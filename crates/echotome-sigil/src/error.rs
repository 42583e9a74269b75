//! Error types

/// Result type
pub type Result<T> = std::result::Result<T, Error>;

/// Steganography errors
#[derive(Debug, thiserror::Error)]
pub enum Error {
    /// Image is not a valid RGB buffer
    #[error("Invalid image: {0}")]
    InvalidImage(String),

    /// Payload does not fit into the carrier image
    #[error("Capacity exceeded: {0}")]
    CapacityExceeded(String),

    /// Embedded payload failed magic or checksum validation
    #[error("Payload corrupt: {0}")]
    PayloadCorrupt(String),

    /// Declared payload length exceeds the image capacity
    #[error("Payload truncated: {0}")]
    PayloadTruncated(String),

    /// Payload JSON error
    #[error("Serialization error: {0}")]
    Serialization(#[from] serde_json::Error),
}
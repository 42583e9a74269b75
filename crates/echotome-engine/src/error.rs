//! Error types for the enrollment and unlock pipeline

/// Result type
pub type Result<T> = std::result::Result<T, Error>;

/// Pipeline errors
///
/// Most failures bubble up from the core, storage, or sigil layers with
/// their original category intact; the pipeline adds only request-level
/// validation.
#[derive(Debug, thiserror::Error)]
pub enum Error {
    /// Core engine error (audio, KDF, TSC, AEAD)
    #[error(transparent)]
    Core(#[from] echotome_core::Error),

    /// Storage error (identity, certificates, vaults, sessions)
    #[error(transparent)]
    Storage(#[from] echotome_storage::Error),

    /// Steganography error
    #[error(transparent)]
    Sigil(#[from] echotome_sigil::Error),

    /// Malformed request
    #[error("Validation error: {0}")]
    Validation(String),
}

impl Error {
    /// Whether this failure means the presented ritual did not match
    pub fn is_ritual_mismatch(&self) -> bool {
        matches!(
            self,
            Error::Core(echotome_core::Error::TemporalMismatch(_))
                | Error::Core(echotome_core::Error::AeadFailure(_))
                | Error::Storage(echotome_storage::Error::CertificateInvalid { .. })
        )
    }
}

______________________________

▶ **WHAT YOU SHOULD DO**: Return only those lines that run from the one containing "the image capacity" through the end of the entries, keeping each exactly as written.

▶ **TASK OUTPUT**:
    /// Declared payload length exceeds the image capacity
    #[error("Payload truncated: {0}")]
    PayloadTruncated(String),

    /// Payload JSON error
    #[error("Serialization error: {0}")]
    Serialization(#[from] serde_json::Error),
}
repository 42583e9a74269b75
filename crates/echotome-engine/src/error.rs
//! Error types for the enrollment and unlock pipeline

/// Result type
pub type Result<T> = std::result::Result<T, Error>;

/// Pipeline errors
///
/// Most failures bubble up from the core, storage, or sigil layers with
/// their original category intact; the pipeline adds only request-level
/// validation.
#[derive(Debug, thiserror::Error)]
pub enum Error {
    /// Core engine error (audio, KDF, TSC, AEAD)
    #[error(transparent)]
    Core(#[from] echotome_core::Error),

    /// Storage error (identity, certificates, vaults, sessions)
    #[error(transparent)]
    Storage(#[from] echotome_storage::Error),

    /// Steganography error
    #[error(transparent)]
    Sigil(#[from] echotome_sigil::Error),

    /// Malformed request
    #[error("Validation error: {0}")]
    Validation(String),
}

impl Error {
    /// Whether this failure means the presented ritual did not match
    pub fn is_ritual_mismatch(&self) -> bool {
        matches!(
            self,
            Error::Core(echotome_core::Error::TemporalMismatch(_))
                | Error::Core(echotome_core::Error::AeadFailure(_))
                | Error::Storage(echotome_storage::Error::CertificateInvalid { .. })
        )
    }
}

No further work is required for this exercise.